Los días que continuaron en la vida de este hombre mayor, fueron, a falta de una palabra mejor, una tormenta:
Una tormenta de ruidos, tirones, pisotones. Una lluvia que moja hasta que el techo se deshace. La paciencia en este caso era infinita e irrompible, pero incluso Fulam cayó al ver todo el deshorden de la casa y el granero.
Sofocado por los insultos, las faltas de respeto, los abusos y los gritos, Fulam, una tarde no muy tranquila, quebró en llanto, y luego de dejar perplejos a los niños, levantó la vista asesina y borrosa:
-Ustedes 4 criaturas del infierno,-aprovecho que estaba su hija Bárbara estaba de compras, y habló con odio-incluso en mi ira voy a ser sensato y les voy a dar a ustedes y a su madre cuando vuelva la oportunidad de que puedan irse antes de que saboree mi sangrienta y morbosa venganza para con ustedes 4...
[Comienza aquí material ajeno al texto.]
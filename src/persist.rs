//! Persistent retry checkpoint schema.
//!
//! The server state is a single JSON document mapping webhook ids to
//! their suspended retry scalars. No queues are persisted; pending
//! events are recovered from the event repository by status.

use std::collections::HashMap;
use std::time::Duration;

use chrono::{DateTime, Utc};
use serde::{Deserialize, Serialize};

/// One suspended retrying entry.
#[derive(Debug, Clone, PartialEq, Eq, Serialize, Deserialize)]
#[serde(rename_all = "camelCase")]
pub struct PersistedRetry {
    pub since_time: DateTime<Utc>,
    pub last_retry_time: DateTime<Utc>,
    #[serde(with = "duration_millis")]
    pub time_left: Duration,
    #[serde(with = "duration_millis")]
    pub backoff: Duration,
    pub attempt: u32,
}

/// The whole checkpoint, serialized as UTF-8 JSON and handed to the
/// state repository as an opaque blob.
#[derive(Debug, Clone, Default, PartialEq, Eq, Serialize, Deserialize)]
#[serde(rename_all = "camelCase")]
pub struct PersistentServerState {
    pub retrying_states: HashMap<String, PersistedRetry>,
}

/// Durations persist as integer milliseconds. Negative values never
/// serialize, but a hand-edited or clock-skewed blob may carry them;
/// deserialization clamps at zero.
mod duration_millis {
    use std::time::Duration;

    use serde::{Deserialize, Deserializer, Serializer};

    pub fn serialize<S: Serializer>(value: &Duration, serializer: S) -> Result<S::Ok, S::Error> {
        serializer.serialize_u64(value.as_millis().min(u64::MAX as u128) as u64)
    }

    pub fn deserialize<'de, D: Deserializer<'de>>(deserializer: D) -> Result<Duration, D::Error> {
        let millis = i64::deserialize(deserializer)?;
        Ok(Duration::from_millis(millis.max(0) as u64))
    }
}

#[cfg(test)]
mod tests {
    use super::*;

    #[test]
    fn round_trips_through_json() {
        let mut retrying_states = HashMap::new();
        retrying_states.insert(
            "w1".to_string(),
            PersistedRetry {
                since_time: "2026-08-01T10:00:00Z".parse().unwrap(),
                last_retry_time: "2026-08-01T10:00:04Z".parse().unwrap(),
                time_left: Duration::from_secs(30),
                backoff: Duration::from_secs(4),
                attempt: 2,
            },
        );
        let state = PersistentServerState { retrying_states };

        let blob = serde_json::to_vec(&state).unwrap();
        let parsed: PersistentServerState = serde_json::from_slice(&blob).unwrap();
        assert_eq!(parsed, state);
    }

    #[test]
    fn field_names_are_camel_case() {
        let mut retrying_states = HashMap::new();
        retrying_states.insert(
            "w1".to_string(),
            PersistedRetry {
                since_time: Utc::now(),
                last_retry_time: Utc::now(),
                time_left: Duration::from_secs(1),
                backoff: Duration::from_secs(1),
                attempt: 0,
            },
        );
        let json = serde_json::to_string(&PersistentServerState { retrying_states }).unwrap();
        for field in ["retryingStates", "sinceTime", "lastRetryTime", "timeLeft", "backoff", "attempt"] {
            assert!(json.contains(field), "missing {field} in {json}");
        }
    }

    #[test]
    fn negative_durations_clamp_to_zero() {
        let json = r#"{"retryingStates":{"w1":{
            "sinceTime":"2026-08-01T10:00:00Z",
            "lastRetryTime":"2026-08-01T10:00:04Z",
            "timeLeft":-500,
            "backoff":-1,
            "attempt":3
        }}}"#;
        let parsed: PersistentServerState = serde_json::from_str(json).unwrap();
        let entry = &parsed.retrying_states["w1"];
        assert_eq!(entry.time_left, Duration::ZERO);
        assert_eq!(entry.backoff, Duration::ZERO);
        assert_eq!(entry.attempt, 3);
    }
}
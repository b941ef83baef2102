use std::collections::HashMap;
use std::sync::Arc;

use chrono::Utc;
use tokio::sync::{mpsc, oneshot, Semaphore};
use tokio::task::JoinSet;
use tokio_util::sync::CancellationToken;

use crate::deliver::Deliverer;
use crate::http::DeliveryRequest;
use crate::retry::RetryState;
use crate::state::WebhookState;
use crate::types::{BatchKey, Batching, EventStatus, Webhook, WebhookDispatch, WebhookEvent, WebhookId};

#[cfg(feature = "metrics")]
fn metric_inc(name: &'static str) {
    metrics::increment_counter!(name);
}

#[cfg(not(feature = "metrics"))]
fn metric_inc(_name: &'static str) {}

/// Consumes one webhook's retry queue, singly or in batches, until the
/// shutdown signal fires.
///
/// One dispatcher exists per webhook that ever entered retrying; it is
/// spawned by retry monitoring off the new-retries channel and keeps
/// serving the queue across inactive periods.
pub(crate) struct RetryDispatcher {
    pub id: WebhookId,
    pub state: Arc<RetryState>,
    pub deliverer: Arc<Deliverer>,
    pub batching_capacity: Option<usize>,
    /// Single-dispatch bound shared across every retry dispatcher, so
    /// concurrently-retrying webhooks draw from one pool.
    pub single_permits: Arc<Semaphore>,
    pub shutdown: CancellationToken,
}

impl RetryDispatcher {
    pub async fn run(self) {
        let webhook = match self.deliverer.webhooks.require_webhook(&self.id).await {
            Ok(webhook) => webhook,
            Err(error) => {
                self.deliverer.bus.publish(error);
                return;
            }
        };
        let Some(queue) = self.state.take_retry_receiver() else {
            // A dispatcher already consumes this queue.
            return;
        };

        let ctx = RetryContext {
            webhook,
            state: self.state.clone(),
            deliverer: self.deliverer.clone(),
            shutdown: self.shutdown.clone(),
        };

        match ctx.webhook.mode.batching {
            Batching::Single => self.retry_singly(ctx, queue).await,
            Batching::Batched => self.retry_batched(ctx, queue).await,
        }
    }

    /// Post each queued event on its own, drawing from the shared
    /// single-dispatch bound.
    async fn retry_singly(&self, ctx: RetryContext, mut queue: mpsc::Receiver<WebhookEvent>) {
        let mut tasks = JoinSet::new();

        loop {
            let event = tokio::select! {
                _ = self.shutdown.cancelled() => break,
                event = queue.recv() => match event {
                    Some(event) => event,
                    None => break,
                },
            };
            let permit = self
                .single_permits
                .clone()
                .acquire_owned()
                .await
                .expect("semaphore closed");
            let ctx = ctx.clone();
            tasks.spawn(async move {
                ctx.retry_events(vec![event], None).await;
                drop(permit);
            });
        }

        while tasks.join_next().await.is_some() {}
    }

    /// Group queued events by batch key; one worker takes and drains
    /// each key's bounded queue.
    async fn retry_batched(&self, ctx: RetryContext, mut queue: mpsc::Receiver<WebhookEvent>) {
        let capacity = self
            .batching_capacity
            .unwrap_or(self.deliverer.retry_config.capacity)
            .max(1);
        let mut queues: HashMap<BatchKey, mpsc::Sender<WebhookEvent>> = HashMap::new();
        let mut workers = JoinSet::new();

        loop {
            let event = tokio::select! {
                _ = self.shutdown.cancelled() => break,
                event = queue.recv() => match event {
                    Some(event) => event,
                    None => break,
                },
            };
            let key = BatchKey::of(&event);
            let tx = match queues.get(&key) {
                Some(tx) => tx.clone(),
                None => {
                    let (tx, work_rx) = mpsc::channel(capacity);
                    let (ready_tx, ready_rx) = oneshot::channel();
                    workers.spawn(do_retry_batching(work_rx, tx.clone(), ctx.clone(), ready_tx));
                    let _ = ready_rx.await;
                    queues.insert(key, tx.clone());
                    tx
                }
            };
            tokio::select! {
                _ = self.shutdown.cancelled() => {}
                sent = tx.send(event) => {
                    if sent.is_err() {
                        tracing::debug!("retry batch worker gone; event dropped");
                    }
                }
            }
        }

        drop(queues);
        while workers.join_next().await.is_some() {}
    }
}

/// Per-batch-key retry worker.
async fn do_retry_batching(
    mut work: mpsc::Receiver<WebhookEvent>,
    work_tx: mpsc::Sender<WebhookEvent>,
    ctx: RetryContext,
    ready: oneshot::Sender<()>,
) {
    let _ = ready.send(());
    loop {
        let first = tokio::select! {
            _ = ctx.shutdown.cancelled() => return,
            event = work.recv() => match event {
                Some(event) => event,
                None => return,
            },
        };
        let mut batch = vec![first];
        while let Ok(event) = work.try_recv() {
            batch.push(event);
        }
        ctx.retry_events(batch, Some(&work_tx)).await;
    }
}

/// Everything one retry attempt needs, cheap to clone into tasks.
#[derive(Clone)]
struct RetryContext {
    webhook: Webhook,
    state: Arc<RetryState>,
    deliverer: Arc<Deliverer>,
    shutdown: CancellationToken,
}

impl RetryContext {
    /// Post a batch from the retry queue and settle the outcome.
    ///
    /// Events move into the in-flight set before the POST and leave it
    /// either on confirmation or after their requeue sleep, so no event
    /// is ever posted twice concurrently.
    async fn retry_events(
        &self,
        events: Vec<WebhookEvent>,
        batch_queue: Option<&mpsc::Sender<WebhookEvent>>,
    ) {
        // A webhook that timed out or was disabled posts nothing more;
        // its pending events were already failed.
        match self.deliverer.internal.get(&self.webhook.id).await {
            Some(WebhookState::Retrying(_)) => {}
            _ => return,
        }

        let Some(dispatch) = WebhookDispatch::new(&self.webhook, events) else {
            return;
        };
        let keys = dispatch.keys();
        self.state.add_in_flight(&keys);

        let response = self
            .deliverer
            .http
            .post(DeliveryRequest::from_dispatch(&dispatch))
            .await;

        if response == Some(200) {
            metric_inc("webhook.retry.delivered");
            self.state.remove_in_flight(&keys);
            if let Err(error) = self
                .deliverer
                .events
                .set_event_status_many(&keys, EventStatus::Delivered)
                .await
            {
                self.deliverer.bus.publish(error);
            }
            // Reset first, then fire every sleeping requeue: the wakers
            // observe the fresh backoff.
            self.state.reset_backoff(Utc::now()).await;

            let batch_empty =
                batch_queue.map_or(true, |tx| tx.capacity() == tx.max_capacity());
            if self.state.retry_queue_is_empty()
                && self.state.in_flight_is_empty()
                && batch_empty
            {
                self.state.set_inactive();
                tracing::info!(webhook = %self.webhook.id.0, "retry drained; webhook healthy");
            }
        } else {
            metric_inc("webhook.retry.failed");
            self.state.increase_backoff(Utc::now());
            tracing::debug!(
                webhook = %self.webhook.id.0,
                ?response,
                backoff_ms = self.state.next_backoff().as_millis() as u64,
                "retry attempt failed"
            );

            let events = dispatch.into_events();
            if batch_queue.is_some() {
                // Requeue on its own task: sleeping inline would leave
                // this worker unable to take from the bounded batch
                // queue it must eventually offer back into.
                let state = self.state.clone();
                let shutdown = self.shutdown.clone();
                tokio::spawn(async move {
                    let keys: Vec<_> = events.iter().map(|e| e.key.clone()).collect();
                    state.requeue(events, &shutdown).await;
                    state.remove_in_flight(&keys);
                });
            } else {
                self.state.requeue(events, &self.shutdown).await;
                self.state.remove_in_flight(&keys);
            }
        }
    }
}
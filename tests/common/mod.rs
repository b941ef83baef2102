#![allow(dead_code)]

use std::collections::{HashMap, VecDeque};
use std::sync::atomic::{AtomicUsize, Ordering};
use std::sync::Arc;
use std::time::Duration;

use async_trait::async_trait;
use tokio::sync::Mutex;
use tokio::time::Instant;

use webhook_delivery::{
    Batching, DeliveryMode, DeliveryRequest, DeliveryServer, EventKey, InMemoryEventRepo,
    InMemoryStateRepo, InMemoryWebhookRepo, RetryConfig, Semantics, ServerConfig, Webhook,
    WebhookEvent, WebhookHttpClient,
};

/// One POST observed by the scripted client.
#[derive(Debug, Clone)]
pub struct RecordedPost {
    pub url: String,
    pub body: Vec<u8>,
    pub at: Instant,
}

impl RecordedPost {
    /// Number of events in the JSON-array body.
    pub fn batch_len(&self) -> usize {
        serde_json::from_slice::<serde_json::Value>(&self.body)
            .ok()
            .and_then(|value| value.as_array().map(Vec::len))
            .unwrap_or(0)
    }

    pub fn body_str(&self) -> String {
        String::from_utf8_lossy(&self.body).into_owned()
    }
}

/// HTTP client double: answers from a script, then a fallback status,
/// and records every POST with its timestamp.
///
/// While a POST is open its body counts as active; the high-water mark
/// of identical active bodies tells whether the same dispatch was ever
/// posted twice concurrently.
pub struct ScriptedClient {
    script: Mutex<VecDeque<Option<u16>>>,
    fallback: Option<u16>,
    posts: Mutex<Vec<RecordedPost>>,
    delay: Duration,
    active_bodies: Mutex<HashMap<Vec<u8>, usize>>,
    max_identical: AtomicUsize,
}

impl ScriptedClient {
    pub fn always(status: Option<u16>) -> Arc<Self> {
        Self::scripted(Vec::new(), status)
    }

    pub fn scripted(responses: Vec<Option<u16>>, fallback: Option<u16>) -> Arc<Self> {
        Self::with_delay(responses, fallback, Duration::ZERO)
    }

    /// A non-zero delay keeps every POST open long enough for
    /// overlapping requests to be observable.
    pub fn with_delay(
        responses: Vec<Option<u16>>,
        fallback: Option<u16>,
        delay: Duration,
    ) -> Arc<Self> {
        Arc::new(Self {
            script: Mutex::new(responses.into()),
            fallback,
            posts: Mutex::new(Vec::new()),
            delay,
            active_bodies: Mutex::new(HashMap::new()),
            max_identical: AtomicUsize::new(0),
        })
    }

    pub async fn posts(&self) -> Vec<RecordedPost> {
        self.posts.lock().await.clone()
    }

    pub async fn post_count(&self) -> usize {
        self.posts.lock().await.len()
    }

    /// Highest number of simultaneously open POSTs sharing one body.
    pub fn max_concurrent_identical_posts(&self) -> usize {
        self.max_identical.load(Ordering::SeqCst)
    }
}

#[async_trait]
impl WebhookHttpClient for ScriptedClient {
    async fn post(&self, request: DeliveryRequest) -> Option<u16> {
        let body = request.body;
        self.posts.lock().await.push(RecordedPost {
            url: request.url,
            body: body.clone(),
            at: Instant::now(),
        });
        {
            let mut active = self.active_bodies.lock().await;
            let count = active.entry(body.clone()).or_insert(0);
            *count += 1;
            self.max_identical.fetch_max(*count, Ordering::SeqCst);
        }

        if !self.delay.is_zero() {
            tokio::time::sleep(self.delay).await;
        }
        let status = self.script.lock().await.pop_front().unwrap_or(self.fallback);

        {
            let mut active = self.active_bodies.lock().await;
            if let Some(count) = active.get_mut(&body) {
                *count -= 1;
                if *count == 0 {
                    active.remove(&body);
                }
            }
        }
        status
    }
}

/// Shared repositories; servers can be started against them repeatedly
/// to exercise restart and recovery.
pub struct Harness {
    pub webhooks: Arc<InMemoryWebhookRepo>,
    pub events: Arc<InMemoryEventRepo>,
    pub state_repo: Arc<InMemoryStateRepo>,
}

impl Harness {
    pub fn new() -> Self {
        Self {
            webhooks: Arc::new(InMemoryWebhookRepo::new()),
            events: Arc::new(InMemoryEventRepo::new()),
            state_repo: Arc::new(InMemoryStateRepo::new()),
        }
    }

    pub async fn start(&self, client: Arc<ScriptedClient>, config: ServerConfig) -> DeliveryServer {
        DeliveryServer::start(
            self.webhooks.clone(),
            self.events.clone(),
            client,
            self.state_repo.clone(),
            config,
        )
        .await
    }
}

pub fn mode(batching: Batching, semantics: Semantics) -> DeliveryMode {
    DeliveryMode::new(batching, semantics)
}

pub fn webhook(id: &str, batching: Batching, semantics: Semantics) -> Webhook {
    Webhook::new(id, format!("http://example.com/hooks/{id}"), mode(batching, semantics))
}

pub fn json_event(webhook_id: &str, event_id: &str, n: u32) -> WebhookEvent {
    WebhookEvent::new(
        EventKey::new(webhook_id, event_id),
        format!("{{\"n\":{n}}}").into_bytes(),
    )
    .with_content_type("application/json")
}

pub fn retry_ms(base: u64, max: u64, timeout: u64) -> RetryConfig {
    RetryConfig::default()
        .with_capacity(16)
        .with_exponential_base(Duration::from_millis(base))
        .with_max_backoff(Duration::from_millis(max))
        .with_timeout(Duration::from_millis(timeout))
}
use std::collections::HashMap;
use std::sync::Arc;

use chrono::{DateTime, Utc};
use tokio::sync::{Mutex, MutexGuard};

use crate::persist::{PersistedRetry, PersistentServerState};
use crate::retry::RetryState;
use crate::types::WebhookId;

/// In-memory state of one webhook.
#[derive(Clone)]
pub enum WebhookState {
    /// Delivery switched off; terminal until restart.
    Disabled,
    /// Retry timeout expired; no delivery until re-enabled.
    Unavailable,
    /// Actively retrying failed dispatches.
    Retrying(Arc<RetryState>),
}

impl WebhookState {
    pub fn retrying(&self) -> Option<&Arc<RetryState>> {
        match self {
            WebhookState::Retrying(state) => Some(state),
            _ => None,
        }
    }
}

/// Mapping from webhook id to its current in-memory state.
///
/// All mutations go through the one coarse lock, which serializes
/// updates per webhook id. Compound check-then-update sequences hold the
/// guard across the whole sequence.
#[derive(Default)]
pub struct InternalState {
    map: Mutex<HashMap<WebhookId, WebhookState>>,
}

impl InternalState {
    pub fn new() -> Self {
        Self::default()
    }

    pub async fn lock(&self) -> MutexGuard<'_, HashMap<WebhookId, WebhookState>> {
        self.map.lock().await
    }

    pub async fn get(&self, id: &WebhookId) -> Option<WebhookState> {
        self.map.lock().await.get(id).cloned()
    }

    pub async fn update(&self, id: WebhookId, state: WebhookState) {
        self.map.lock().await.insert(id, state);
    }

    /// Fold elapsed time into every retrying entry ahead of the final
    /// checkpoint.
    pub async fn suspend_all(&self, now: DateTime<Utc>) {
        let guard = self.map.lock().await;
        for state in guard.values() {
            if let Some(retry) = state.retrying() {
                retry.suspend(now);
            }
        }
    }

    /// Project every *active* retrying entry into the persistent form.
    ///
    /// Inactive entries have no pending work; they are dropped from the
    /// checkpoint and recreated on a future failure.
    pub async fn snapshot_persistent(&self) -> PersistentServerState {
        let guard = self.map.lock().await;
        let mut retrying_states = HashMap::new();
        for (id, state) in guard.iter() {
            let Some(retry) = state.retrying() else { continue };
            if !retry.is_active() {
                continue;
            }
            let snapshot = retry.snapshot();
            retrying_states.insert(
                id.0.clone(),
                PersistedRetry {
                    since_time: snapshot.active_since,
                    last_retry_time: snapshot.last_retry,
                    time_left: snapshot.timeout,
                    backoff: snapshot.next_backoff,
                    attempt: snapshot.failure_count,
                },
            );
        }
        PersistentServerState { retrying_states }
    }
}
Todos quietos. Nadie respiraba, nadie pestañeaba. Estaban aterrados por la reacción satánica de su abuelo.
Se empezaron a ir despacio de la habitación.
El viejo se dio media vuelta y siguió con sus cosas con total normalidad. Y aunque haya podido apartarlo fácilmente su discurso lo hirió también a él.
<<Ni siquiera unos niños traviesos se merecen sentir ese miedo>>, pensaba Fulam, que recordaba a sus abuelos y lo tortuosos que habían sido con él.
Espero a que su hija llegara de comprar y la atendió en la puerta:
-Me porte mal con tus hijos Bárbara, les grite y los amenacé. Y solo porque estaba de malhumor, despues de todo son unos pequeños.
-¡No te preocupes, papá! son unos diablos.- la mujer rió a carcajadas y luego preguntó- ¿Y donde están ahora?
-No lo se- dijo inocente Fulam.
Ambos entraron agitados ya que hacia 10 minutos que estaban hablando tranquilamente los dos adultos sin interrupción de algún pequeño. No se oían ruidos en la casa.
Entraron casi asustados a la pieza de Fulam y encontraron a los 4 niños en el suelo dibujando cartas para su abuelo, cartas donde se disculpan con el viejito por sus comportamientos...
Una tarde tranquila, Fulam descubrió cuanto quería a su familia.